Der Inder an der Kasse schien jedoch nich alle Shivas im Regal zu haben. Der Eintritt ist frei, das Fotografieren muß bezahlt werden. Also legte ich ihm dafür Singapore-Dollars auf den Tisch, die er jedoch erst annahm, als ich ihm meine Camera zeigte. Während ich danach den Tempel zirkumambulierte, kam er zu mir und wollte Geld für das Fotografieren. Ich zeigte ihm die Quittung, die er gerade ausgestellt hatte, und er zog murmelnd davon. Meine ganze Aufmerksamkeit wurde nun von zwei Musikern beansprucht, die sich vorbereiteten, den zahlreichen Göttern in verschiedenen Nischen Ständchen zu bringen, denn Musik und Tanz sind wesentliche Elemente der Tempel-Rituale. Da war sie nun, die Musik Harrisons, zum ersten Male live im passenden Ambiente. Die Töne der Nadaswaram sind gewöhnungsbedürftig und mit der Oboe vergleichbar. Man sollte sie besser nicht mit quäkenden Laptop-Lautsprechern anhören. Der Trommler hatte eine konische Thavil umgehängt, die 2 Felle besitzt. Das kleinere schlug er mit einem Stab, das größere bearbeitete er mit der Hand. Seinen Fingern hatte er Metallkappen übergestülpt. Erst nach einer Weile bemerkte ich, daß der Vortrag der beiden von den meditativ gleichmäßigen Sinus-Schwingungen einer nicht vorhandenen Tambura begleitet wurde. Diese kamen aus einem Kästchen, das offensichtlich einen Akku besitzt. Diese Inder! Mobile Musik-Elektronik als „Drone-Sound“. Solch ein Kästchen hätte ich auch gerne.
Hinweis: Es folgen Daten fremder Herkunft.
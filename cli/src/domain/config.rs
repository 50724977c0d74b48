//! Domain types and builders for harness configuration.
//!
//! No I/O, no async, no filesystem access. Environment
//! lookups are injected so the builders stay testable.

use std::collections::{BTreeMap, BTreeSet};
use std::path::PathBuf;
use std::time::Duration;

use infraguard_common::Cidr;
use serde::{Deserialize, Serialize};

use crate::domain::error::ConfigError;
use crate::domain::retry::{
    DEFAULT_MAX_RETRIES, DEFAULT_TIME_BETWEEN_RETRIES, RetryPolicy, RetryTable,
};

// ── Settings schema ──────────────────────────────────────────────────────────

/// Top-level settings stored in `infraguard.yaml`.
#[derive(Debug, Clone, Serialize, Deserialize)]
#[serde(default)]
pub struct HarnessSettings {
    /// Provisioning tool binary (`terraform`, `tofu`, or a path).
    pub tool: String,
    /// Directory holding the declarative resource definitions.
    pub working_dir: PathBuf,
    /// Pass `-no-color` to every tool invocation.
    pub no_color: bool,
    /// Retries after the first attempt for retryable failures.
    pub max_retries: u32,
    /// Pause between retries, in seconds.
    pub time_between_retries_secs: u64,
    /// Timeout for short tool calls (`output`, `show`), in seconds.
    pub command_timeout_secs: u64,
    /// Upper bound on a single DNS lookup, in seconds.
    pub dns_timeout_secs: u64,
    /// Optional bound on a whole scenario, in seconds.
    pub scenario_timeout_secs: Option<u64>,
    /// Input variable that receives the scenario password.
    pub password_variable: String,
    /// Extra input variables passed to every scenario.
    pub variables: BTreeMap<String, String>,
    /// Additional retryable error rules, evaluated after the defaults.
    pub retryable_errors: Vec<RetryableErrorSetting>,
    /// Drop the built-in retryable error table.
    pub disable_default_retryable_errors: bool,
    /// Static audit options.
    pub audit: AuditSettings,
}

impl Default for HarnessSettings {
    fn default() -> Self {
        Self {
            tool: "terraform".to_string(),
            working_dir: PathBuf::from("."),
            no_color: true,
            max_retries: DEFAULT_MAX_RETRIES,
            time_between_retries_secs: DEFAULT_TIME_BETWEEN_RETRIES.as_secs(),
            command_timeout_secs: 30,
            dns_timeout_secs: 10,
            scenario_timeout_secs: None,
            password_variable: "db_pwd".to_string(),
            variables: BTreeMap::new(),
            retryable_errors: Vec::new(),
            disable_default_retryable_errors: false,
            audit: AuditSettings::default(),
        }
    }
}

/// A single `(pattern, reason)` retry rule as written in the settings file.
#[derive(Debug, Clone, Serialize, Deserialize, PartialEq, Eq)]
pub struct RetryableErrorSetting {
    pub pattern: String,
    pub reason: String,
}

/// Static audit options.
#[derive(Debug, Clone, Serialize, Deserialize)]
#[serde(default)]
pub struct AuditSettings {
    /// Planned attributes that must be rendered as `(sensitive value)`.
    pub sensitive_attributes: Vec<String>,
    /// Resource address fragment selecting the subnets to check.
    pub subnet_resource_prefix: String,
    /// Range every selected subnet must fall into.
    pub network_range: Cidr,
    /// Module key → pinned version expected in `.terraform/modules/modules.json`.
    pub module_pins: BTreeMap<String, String>,
    /// Heading the readme must contain (`## <section>`).
    pub readme_section: String,
}

impl Default for AuditSettings {
    #[allow(clippy::expect_used)] // Literal is a compile-time constant
    fn default() -> Self {
        Self {
            sensitive_attributes: vec!["password".to_string()],
            subnet_resource_prefix: "module.vpc.aws_subnet.".to_string(),
            network_range: "10.0.0.0/16".parse().expect("valid default range"),
            module_pins: BTreeMap::from([("vpc".to_string(), "5.1.2".to_string())]),
            readme_section: "Acknowledgment".to_string(),
        }
    }
}

/// Values taken from `INFRAGUARD_*` environment variables.
///
/// Every field is optional; set fields replace the file values.
#[derive(Debug, Clone, Default, Deserialize, PartialEq, Eq)]
pub struct SettingsOverrides {
    pub tool: Option<String>,
    pub working_dir: Option<PathBuf>,
    pub no_color: Option<bool>,
    pub max_retries: Option<u32>,
    pub time_between_retries_secs: Option<u64>,
    pub command_timeout_secs: Option<u64>,
    pub dns_timeout_secs: Option<u64>,
    pub scenario_timeout_secs: Option<u64>,
}

impl HarnessSettings {
    /// Overlay the set fields of `overrides`.
    pub fn apply_overrides(&mut self, overrides: SettingsOverrides) {
        if let Some(tool) = overrides.tool {
            self.tool = tool;
        }
        if let Some(dir) = overrides.working_dir {
            self.working_dir = dir;
        }
        if let Some(no_color) = overrides.no_color {
            self.no_color = no_color;
        }
        if let Some(n) = overrides.max_retries {
            self.max_retries = n;
        }
        if let Some(secs) = overrides.time_between_retries_secs {
            self.time_between_retries_secs = secs;
        }
        if let Some(secs) = overrides.command_timeout_secs {
            self.command_timeout_secs = secs;
        }
        if let Some(secs) = overrides.dns_timeout_secs {
            self.dns_timeout_secs = secs;
        }
        if overrides.scenario_timeout_secs.is_some() {
            self.scenario_timeout_secs = overrides.scenario_timeout_secs;
        }
    }

    /// Build the retry table: defaults (unless disabled) then configured rules.
    ///
    /// # Errors
    ///
    /// Returns [`ConfigError::InvalidRetryPattern`] for an invalid pattern.
    pub fn retry_table(&self) -> Result<RetryTable, ConfigError> {
        let mut table = if self.disable_default_retryable_errors {
            RetryTable::empty()
        } else {
            RetryTable::defaults()
        };
        for rule in &self.retryable_errors {
            table.push(&rule.pattern, rule.reason.clone())?;
        }
        Ok(table)
    }

    #[must_use]
    pub fn retry_policy(&self) -> RetryPolicy {
        RetryPolicy {
            max_retries: self.max_retries,
            time_between_retries: Duration::from_secs(self.time_between_retries_secs),
        }
    }

    #[must_use]
    pub fn dns_timeout(&self) -> Duration {
        Duration::from_secs(self.dns_timeout_secs)
    }

    #[must_use]
    pub fn command_timeout(&self) -> Duration {
        Duration::from_secs(self.command_timeout_secs)
    }
}

// ── Password source ──────────────────────────────────────────────────────────

/// Where a scenario takes its password from.
///
/// Written in YAML as `{ literal: VALUE }` or `{ env: VAR }`.
#[derive(Debug, Clone, Deserialize, PartialEq, Eq)]
#[serde(try_from = "PasswordSourceRepr")]
pub enum PasswordSource {
    /// A literal value written in the scenario definition.
    Literal(String),
    /// The value of an environment variable, read when the config is built.
    Env(String),
}

#[derive(Deserialize)]
#[serde(deny_unknown_fields)]
struct PasswordSourceRepr {
    literal: Option<String>,
    env: Option<String>,
}

impl TryFrom<PasswordSourceRepr> for PasswordSource {
    type Error = String;

    fn try_from(repr: PasswordSourceRepr) -> Result<Self, Self::Error> {
        match (repr.literal, repr.env) {
            (Some(value), None) => Ok(Self::Literal(value)),
            (None, Some(var)) => Ok(Self::Env(var)),
            _ => Err("password must set exactly one of `literal` or `env`".to_string()),
        }
    }
}

impl PasswordSource {
    /// Resolve the password using `lookup` for environment variables.
    ///
    /// # Errors
    ///
    /// Returns [`ConfigError::MissingEnv`] if an `Env` source is unset.
    pub fn resolve(
        &self,
        scenario: &str,
        lookup: impl Fn(&str) -> Option<String>,
    ) -> Result<String, ConfigError> {
        match self {
            Self::Literal(value) => Ok(value.clone()),
            Self::Env(var) => lookup(var).ok_or_else(|| ConfigError::MissingEnv {
                var: var.clone(),
                scenario: scenario.to_string(),
            }),
        }
    }

    /// Short human description that never contains the secret.
    #[must_use]
    pub fn describe(&self) -> String {
        match self {
            Self::Literal(_) => "literal".to_string(),
            Self::Env(var) => format!("env {var}"),
        }
    }
}

// ── Scenario config ──────────────────────────────────────────────────────────

/// Everything one scenario run needs. Immutable once built.
#[derive(Debug, Clone)]
pub struct ScenarioConfig {
    pub working_dir: PathBuf,
    pub variables: BTreeMap<String, String>,
    pub no_color: bool,
    pub retryable_errors: RetryTable,
    pub retry: RetryPolicy,
    pub command_timeout: Duration,
    pub timeout: Option<Duration>,
    /// Variable names whose values are masked in logs and reports.
    pub sensitive_variables: BTreeSet<String>,
}

impl ScenarioConfig {
    /// A config with no variables, no retries and defaults elsewhere.
    #[must_use]
    pub fn new(working_dir: impl Into<PathBuf>) -> Self {
        Self {
            working_dir: working_dir.into(),
            variables: BTreeMap::new(),
            no_color: true,
            retryable_errors: RetryTable::empty(),
            retry: RetryPolicy {
                max_retries: 0,
                time_between_retries: Duration::ZERO,
            },
            command_timeout: Duration::from_secs(30),
            timeout: None,
            sensitive_variables: BTreeSet::new(),
        }
    }

    /// Replace every sensitive variable value in `text` with `***`.
    #[must_use]
    pub fn mask(&self, text: &str) -> String {
        let mut masked = text.to_string();
        for name in &self.sensitive_variables {
            if let Some(value) = self.variables.get(name) {
                if !value.is_empty() {
                    masked = masked.replace(value.as_str(), "***");
                }
            }
        }
        masked
    }
}

/// Build the config of one scenario from the harness settings.
///
/// The password (if any) is bound to `settings.password_variable` and marked
/// sensitive. `extra_variables` (scenario variables, then `--var` overrides)
/// are layered last, so they win over both settings variables and the
/// password. An overridden password is never resolved but stays sensitive.
///
/// # Errors
///
/// Returns an error if the password source cannot be resolved or a retry
/// pattern is invalid.
pub fn build_scenario_config(
    settings: &HarnessSettings,
    scenario: &str,
    password: Option<&PasswordSource>,
    extra_variables: &BTreeMap<String, String>,
    lookup_env: impl Fn(&str) -> Option<String>,
) -> Result<ScenarioConfig, ConfigError> {
    let mut variables = settings.variables.clone();
    let mut sensitive_variables = BTreeSet::new();
    if let Some(source) = password {
        let name = &settings.password_variable;
        if !extra_variables.contains_key(name) {
            variables.insert(name.clone(), source.resolve(scenario, lookup_env)?);
        }
        sensitive_variables.insert(name.clone());
    }
    variables.extend(extra_variables.iter().map(|(k, v)| (k.clone(), v.clone())));

    Ok(ScenarioConfig {
        working_dir: settings.working_dir.clone(),
        variables,
        no_color: settings.no_color,
        retryable_errors: settings.retry_table()?,
        retry: settings.retry_policy(),
        command_timeout: settings.command_timeout(),
        timeout: settings.scenario_timeout_secs.map(Duration::from_secs),
        sensitive_variables,
    })
}

// ── Unit tests ───────────────────────────────────────────────────────────────
//! List command: show the scenario catalog.

use std::path::PathBuf;

use anyhow::Result;
use clap::Args;

use crate::app::AppContext;
use crate::domain::scenario::{builtin_scenarios, merge_catalog};
use crate::infra::config::load_scenario_file;
use crate::output::{HumanRenderer, json};

/// Arguments for the list command.
#[derive(Args, Debug, Default)]
pub struct ListArgs {
    /// Include scenarios from a YAML file
    #[arg(long, value_name = "FILE")]
    pub scenarios_file: Option<PathBuf>,
}

/// Print the built-in (and file) scenarios.
///
/// # Errors
///
/// Returns an error if the scenario file cannot be loaded or repeats a name.
pub fn run(app: &AppContext, args: &ListArgs) -> Result<()> {
    let extra = match &args.scenarios_file {
        Some(path) => load_scenario_file(path)?,
        None => Vec::new(),
    };
    let catalog = merge_catalog(builtin_scenarios(), extra)?;
    if app.is_json() {
        println!("{}", json::format_catalog(&catalog)?);
    } else {
        HumanRenderer::new(&app.output).render_catalog(&catalog);
    }
    Ok(())
}
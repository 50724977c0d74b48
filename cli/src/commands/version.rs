//! Version command

use crate::output::{HumanRenderer, OutputContext};

/// Run the version command.
pub fn run(ctx: &OutputContext, json: bool) {
    let version = env!("CARGO_PKG_VERSION");

    if json {
        println!(r#"{{"version":"{version}"}}"#);
    } else {
        HumanRenderer::new(ctx).render_version(version);
    }
}
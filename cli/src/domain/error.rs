//! Typed domain error enums.
//!
//! This module has zero imports from `crate::infra`, `crate::commands`,
//! `crate::application`, `tokio`, `std::fs`, `std::process`, or `std::net`
//! beyond the address type carried by security violations.

use std::fmt;
use std::net::IpAddr;
use std::time::Duration;

use infraguard_common::ChangeSummary;
use serde::Serialize;
use thiserror::Error;

// ── Harness errors ────────────────────────────────────────────────────────────

/// Every failure a scenario can report.
///
/// `detail` fields carry the captured tool output (or the spawn error) so the
/// report shows what the provisioning tool actually said.
#[derive(Debug, Clone, Error, PartialEq, Eq)]
pub enum HarnessError {
    #[error("init failed: {detail}")]
    Init { detail: String },

    #[error("apply failed after {attempts} attempt(s) ({}): {detail}", retry_label(.retryable))]
    Apply {
        retryable: bool,
        attempts: u32,
        detail: String,
    },

    #[error("apply is not idempotent: second run plans {pending}")]
    Idempotency { pending: ChangeSummary },

    #[error("output '{name}' not found: {detail}")]
    OutputNotFound { name: String, detail: String },

    #[error("output '{name}' = '{actual}' does not contain '{expected}'")]
    OutputMismatch {
        name: String,
        expected: String,
        actual: String,
    },

    #[error("could not resolve '{host}': {reason}")]
    Resolution { host: String, reason: String },

    #[error("'{host}' resolves to public address {address}")]
    SecurityViolation { host: String, address: IpAddr },

    #[error("destroy failed after {attempts} attempt(s): {detail}")]
    Destroy { attempts: u32, detail: String },

    #[error("scenario timed out after {}s", .limit.as_secs())]
    Timeout { limit: Duration },

    #[error("scenario aborted: {reason}")]
    Aborted { reason: String },
}

impl HarnessError {
    /// Stable machine-readable code used in JSON reports.
    #[must_use]
    pub fn kind(&self) -> &'static str {
        match self {
            Self::Init { .. } => "init_error",
            Self::Apply { .. } => "apply_error",
            Self::Idempotency { .. } => "idempotency_error",
            Self::OutputNotFound { .. } => "output_not_found",
            Self::OutputMismatch { .. } => "output_mismatch",
            Self::Resolution { .. } => "resolution_error",
            Self::SecurityViolation { .. } => "security_violation",
            Self::Destroy { .. } => "destroy_error",
            Self::Timeout { .. } => "timeout",
            Self::Aborted { .. } => "aborted",
        }
    }
}

fn retry_label(retryable: &bool) -> &'static str {
    if *retryable { "retryable" } else { "fatal" }
}

// ── Stage failures ────────────────────────────────────────────────────────────

/// Lifecycle stage an error was raised in.
#[derive(Debug, Clone, Copy, PartialEq, Eq, Serialize)]
#[serde(rename_all = "lowercase")]
pub enum Stage {
    Init,
    Apply,
    Verify,
    Destroy,
}

impl fmt::Display for Stage {
    fn fmt(&self, f: &mut fmt::Formatter<'_>) -> fmt::Result {
        f.write_str(match self {
            Self::Init => "init",
            Self::Apply => "apply",
            Self::Verify => "verify",
            Self::Destroy => "destroy",
        })
    }
}

/// An error paired with the stage that raised it.
#[derive(Debug, Clone, Error, PartialEq, Eq)]
#[error("[{stage}] {error}")]
pub struct StageFailure {
    pub stage: Stage,
    #[source]
    pub error: HarnessError,
}

impl StageFailure {
    #[must_use]
    pub fn new(stage: Stage, error: HarnessError) -> Self {
        Self { stage, error }
    }
}

// ── Config errors ─────────────────────────────────────────────────────────────

/// Errors raised while building settings, scenarios, or scenario configs.
#[derive(Debug, Error)]
pub enum ConfigError {
    #[error("environment variable {var} is not set (password source for scenario '{scenario}')")]
    MissingEnv { var: String, scenario: String },

    #[error("invalid retryable error pattern '{pattern}': {source}")]
    InvalidRetryPattern {
        pattern: String,
        #[source]
        source: regex::Error,
    },

    #[error("Unknown scenario: {name}\n\nAvailable scenarios: {available}")]
    UnknownScenario { name: String, available: String },

    #[error("duplicate scenario name: {0}")]
    DuplicateScenario(String),

    #[error("invalid network range: {0}")]
    InvalidNetworkRange(#[from] infraguard_common::CidrParseError),
}

// ── Unit tests ───────────────────────────────────────────────────────────────
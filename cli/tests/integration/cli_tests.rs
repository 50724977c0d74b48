//! Integration tests for the infraguard binary
//!
//! These tests verify argument parsing, the catalog, and a full scenario run
//! against a stand-in provisioning tool script.

#![allow(clippy::expect_used)]

use std::path::{Path, PathBuf};

use assert_cmd::Command;
use predicates::prelude::*;
use tempfile::TempDir;

fn infraguard() -> Command {
    let mut cmd = Command::new(assert_cmd::cargo::cargo_bin!("infraguard"));
    cmd.env("NO_COLOR", "1");
    for var in [
        "INFRAGUARD_CONFIG",
        "INFRAGUARD_TOOL",
        "INFRAGUARD_WORKING_DIR",
        "INFRAGUARD_MAX_RETRIES",
        "INFRAGUARD_SCENARIO_TIMEOUT_SECS",
    ] {
        cmd.env_remove(var);
    }
    cmd
}

// --- Help and version tests ---

#[test]
fn test_cli_no_args_shows_help() {
    // clap with arg_required_else_help shows help on stderr and exits 2, but
    // only when no global arg arrives from the environment either
    infraguard()
        .env_remove("NO_COLOR")
        .assert()
        .code(2)
        .stderr(predicate::str::contains("always tear it down"));
}

#[test]
fn test_cli_help_lists_commands() {
    infraguard()
        .arg("--help")
        .assert()
        .success()
        .stdout(predicate::str::contains("run"))
        .stdout(predicate::str::contains("list"))
        .stdout(predicate::str::contains("audit"));
}

#[test]
fn test_cli_version_flag_shows_version() {
    infraguard()
        .arg("--version")
        .assert()
        .success()
        .stdout(predicate::str::contains("infraguard"));
}

#[test]
fn test_version_command_shows_version() {
    infraguard()
        .arg("version")
        .assert()
        .success()
        .stdout(predicate::str::contains("infraguard 0.1.0"));
}

#[test]
fn test_no_color_accepts_common_env_values() {
    for value in ["1", "true", "yes", "", "0", "false"] {
        infraguard()
            .env("NO_COLOR", value)
            .arg("version")
            .assert()
            .success()
            .stdout(predicate::str::contains("infraguard 0.1.0"));
    }
}

#[test]
fn test_version_command_json_outputs_valid_json() {
    let output = infraguard()
        .args(["version", "--json"])
        .output()
        .expect("run");
    assert!(output.status.success());
    let doc: serde_json::Value = serde_json::from_slice(&output.stdout).expect("valid JSON");
    assert_eq!(doc["version"], "0.1.0");
}

#[test]
fn test_version_ignores_broken_settings_file() {
    let dir = TempDir::new().expect("tempdir");
    std::fs::write(dir.path().join("infraguard.yaml"), "max_retries: [not a number\n")
        .expect("write");
    infraguard()
        .current_dir(dir.path())
        .arg("version")
        .assert()
        .success();
}

// --- Catalog ---

#[test]
fn test_list_shows_builtin_scenarios() {
    let dir = TempDir::new().expect("tempdir");
    infraguard()
        .current_dir(dir.path())
        .arg("list")
        .assert()
        .success()
        .stdout(predicate::str::contains("rds-endpoint"))
        .stdout(predicate::str::contains("idempotent-apply"))
        .stdout(predicate::str::contains("idempotent-apply-env"))
        .stdout(predicate::str::contains("rds-private-address"));
}

#[test]
fn test_list_json_never_prints_passwords() {
    let dir = TempDir::new().expect("tempdir");
    let output = infraguard()
        .current_dir(dir.path())
        .args(["list", "--json"])
        .output()
        .expect("run");
    assert!(output.status.success());
    let stdout = String::from_utf8_lossy(&output.stdout);
    assert!(!stdout.contains("test1234"), "literal password leaked: {stdout}");

    let doc: serde_json::Value = serde_json::from_str(&stdout).expect("valid JSON");
    let scenarios = doc["scenarios"].as_array().expect("scenarios array");
    assert_eq!(scenarios.len(), 4);
    assert_eq!(scenarios[0]["name"], "rds-endpoint");
    assert_eq!(scenarios[0]["password"], "literal");
    assert_eq!(scenarios[2]["password"], "env DB_PWD");
}

#[test]
fn test_list_includes_scenario_file() {
    let dir = TempDir::new().expect("tempdir");
    let file = dir.path().join("extra.yaml");
    std::fs::write(&file, "scenarios:\n  - name: custom-check\n    description: Extra\n")
        .expect("write");
    infraguard()
        .current_dir(dir.path())
        .arg("list")
        .arg("--scenarios-file")
        .arg(&file)
        .assert()
        .success()
        .stdout(predicate::str::contains("custom-check"));
}

#[test]
fn test_list_rejects_duplicate_scenario_names() {
    let dir = TempDir::new().expect("tempdir");
    let file = dir.path().join("dup.yaml");
    std::fs::write(&file, "scenarios:\n  - name: rds-endpoint\n").expect("write");
    infraguard()
        .current_dir(dir.path())
        .arg("list")
        .arg("--scenarios-file")
        .arg(&file)
        .assert()
        .code(1)
        .stderr(predicate::str::contains("duplicate scenario name: rds-endpoint"));
}

// --- Run: failures before provisioning ---

#[test]
fn test_run_unknown_scenario_exits_one() {
    let dir = TempDir::new().expect("tempdir");
    infraguard()
        .current_dir(dir.path())
        .args(["run", "no-such-scenario"])
        .assert()
        .code(1)
        .stderr(predicate::str::contains("Unknown scenario: no-such-scenario"));
}

#[test]
fn test_run_rejects_malformed_var() {
    infraguard()
        .args(["run", "rds-endpoint", "--var", "novalue"])
        .assert()
        .code(2)
        .stderr(predicate::str::contains("NAME=VALUE"));
}

#[cfg(unix)]
#[test]
fn test_run_missing_password_env_never_provisions() {
    let dir = TempDir::new().expect("tempdir");
    let tool = fake_tool(dir.path(), 0);
    infraguard()
        .current_dir(dir.path())
        .env_remove("DB_PWD")
        .arg("run")
        .arg("idempotent-apply-env")
        .arg("--tool")
        .arg(&tool)
        .assert()
        .code(1)
        .stderr(predicate::str::contains("DB_PWD"));
    assert!(calls(dir.path()).is_empty(), "tool must not run");
}

// --- Run: full lifecycle against a stand-in tool ---

/// Write an executable script that answers like the provisioning tool and
/// appends each verb to `calls.log` in its working directory.
#[cfg(unix)]
fn fake_tool(dir: &Path, destroy_exit: i32) -> PathBuf {
    use std::os::unix::fs::PermissionsExt;

    let script = format!(
        r#"#!/bin/sh
verb="$1"
for last; do :; done
echo "$verb" >> calls.log
case "$verb" in
  init) echo "Terraform has been successfully initialized!" ;;
  apply) echo "Apply complete! Resources: 2 added, 0 changed, 0 destroyed." ;;
  plan) echo "No changes. Your infrastructure matches the configuration." ;;
  output)
    if [ "$last" = "endpoint" ]; then
      echo '"mydb.c9akciq32.eu-west-3.rds.amazonaws.com:5432"'
    else
      echo "Error: Output \"$last\" not found" >&2
      exit 1
    fi ;;
  destroy)
    if [ {destroy_exit} -ne 0 ]; then
      echo "Error: DependencyViolation" >&2
      exit {destroy_exit}
    fi
    echo "Destroy complete! Resources: 2 destroyed." ;;
esac
exit 0
"#
    );
    let path = dir.join("fake-terraform");
    std::fs::write(&path, script).expect("write script");
    let mut perms = std::fs::metadata(&path).expect("metadata").permissions();
    perms.set_mode(0o755);
    std::fs::set_permissions(&path, perms).expect("chmod");
    path
}

#[cfg(unix)]
fn calls(dir: &Path) -> Vec<String> {
    std::fs::read_to_string(dir.join("calls.log"))
        .unwrap_or_default()
        .lines()
        .map(String::from)
        .collect()
}

#[cfg(unix)]
#[test]
fn test_run_endpoint_scenario_passes_and_destroys() {
    let dir = TempDir::new().expect("tempdir");
    let tool = fake_tool(dir.path(), 0);

    let output = infraguard()
        .current_dir(dir.path())
        .args(["--json", "run", "rds-endpoint", "-C", "."])
        .arg("--tool")
        .arg(&tool)
        .output()
        .expect("run");

    let stdout = String::from_utf8_lossy(&output.stdout);
    assert!(output.status.success(), "stdout: {stdout}");
    let doc: serde_json::Value = serde_json::from_str(&stdout).expect("valid JSON");
    assert_eq!(doc["passed"], true);
    assert_eq!(doc["summary"]["passed"], 1);
    let report = &doc["scenarios"][0];
    assert_eq!(report["name"], "rds-endpoint");
    assert_eq!(report["state"], "torn_down");
    assert_eq!(report["reached"], "verified");
    assert_eq!(report["changes"]["add"], 2);
    assert_eq!(
        report["outputs"]["endpoint"],
        "mydb.c9akciq32.eu-west-3.rds.amazonaws.com:5432"
    );
    assert!(!stdout.contains("test1234"), "password leaked: {stdout}");

    assert_eq!(calls(dir.path()), vec!["init", "apply", "output", "destroy"]);
}

#[cfg(unix)]
#[test]
fn test_run_idempotent_scenario_human_output() {
    let dir = TempDir::new().expect("tempdir");
    let tool = fake_tool(dir.path(), 0);

    infraguard()
        .current_dir(dir.path())
        .arg("run")
        .arg("idempotent-apply")
        .arg("--tool")
        .arg(&tool)
        .assert()
        .success()
        .stdout(predicate::str::contains("PASS"))
        .stdout(predicate::str::contains("idempotent-apply"));

    assert_eq!(calls(dir.path()), vec!["init", "apply", "plan", "destroy"]);
}

#[cfg(unix)]
#[test]
fn test_run_destroy_failure_fails_the_run() {
    let dir = TempDir::new().expect("tempdir");
    let tool = fake_tool(dir.path(), 1);

    let output = infraguard()
        .current_dir(dir.path())
        .args(["--json", "run", "rds-endpoint"])
        .arg("--tool")
        .arg(&tool)
        .env("INFRAGUARD_MAX_RETRIES", "0")
        .output()
        .expect("run");

    assert_eq!(output.status.code(), Some(1));
    let doc: serde_json::Value = serde_json::from_slice(&output.stdout).expect("valid JSON");
    assert_eq!(doc["passed"], false);
    let failures = doc["scenarios"][0]["failures"]
        .as_array()
        .expect("failures array");
    assert_eq!(failures.len(), 1);
    assert_eq!(failures[0]["stage"], "destroy");
    assert_eq!(failures[0]["kind"], "destroy_error");
    assert_eq!(
        calls(dir.path()).iter().filter(|c| *c == "destroy").count(),
        1
    );
}

#[cfg(unix)]
#[test]
fn test_run_missing_tool_binary_still_reports() {
    let dir = TempDir::new().expect("tempdir");

    let output = infraguard()
        .current_dir(dir.path())
        .args(["--json", "run", "rds-endpoint", "--tool", "/nonexistent/terraform"])
        .output()
        .expect("run");

    assert_eq!(output.status.code(), Some(1));
    let doc: serde_json::Value = serde_json::from_slice(&output.stdout).expect("valid JSON");
    let failures = doc["scenarios"][0]["failures"]
        .as_array()
        .expect("failures array");
    let stages: Vec<&str> = failures
        .iter()
        .filter_map(|f| f["stage"].as_str())
        .collect();
    assert_eq!(stages, vec!["init", "destroy"]);
}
Die Musik, die in der hallenden Akustik des Tempels perfekt zur Wirkung kam, zog mich so in ihren Bann, daß ich ganz vergaß, die sehr sorgfältig ausgeführten Deckenmalereien zu betrachten. Jene bemerkte ich erst auf den Fotos. U.a. übersah ich das Schri-Yantra, das mich schon mal auf einem LSD-Trip aufgesogen hatte. Damals glaubte ich, das alles ganz intuitiv verstanden zu haben. Wieder nüchtern, ist Indien dann doch wesentlich komplizierter und stellenweise unangenehm, und viele Inder wollen da offensichtlich raus.
Bezahlt wurden die Musiker und der sich an ihre Darbietung anschließende Umzug um den Tempel – zusammen mit einem Priester, dem Träger des heiligen Schirms, einem Feuer- und einem Opfergaben-Träger – anscheinend von einer fetten Frau im dekorativen Sari. Indische Matronen sind oft ziemlich dick und ihre traditionell bauchfreie Kleidung nicht gerade vorteilhaft. Ein Grund, warum ich doch lieber keine Inderin geheiratet habe. Außerdem kannte ich gar keine. Auf jeden Fall sorgt solch ein Tempel für alle Eventualitäten. So fand ich in der Ecke an der Nordseite einen Shiva-Linga mit Ablauftülle für geopferten Butterschmalz und Milch, wie er auch im National Museum Jakarta zu umarmen ist. Das nächste Mal bringe ich gleich eine Flasche Soja-Milch mit.
Wieder draußen, war ich doch froh, daß meine Schuhe noch auf mich warteten.
Eigenartigerweise bekam meine Frau 1975 einen ganz anderen Eindruck vom Sri Mariamman: den eines heruntergekommenen Tempels mit rot bespucktem Fußboden und miesem Publikum. Und selbst vor einigen Jahren konnte man noch am Dreck erkennen, wo „Little India“ beginnt.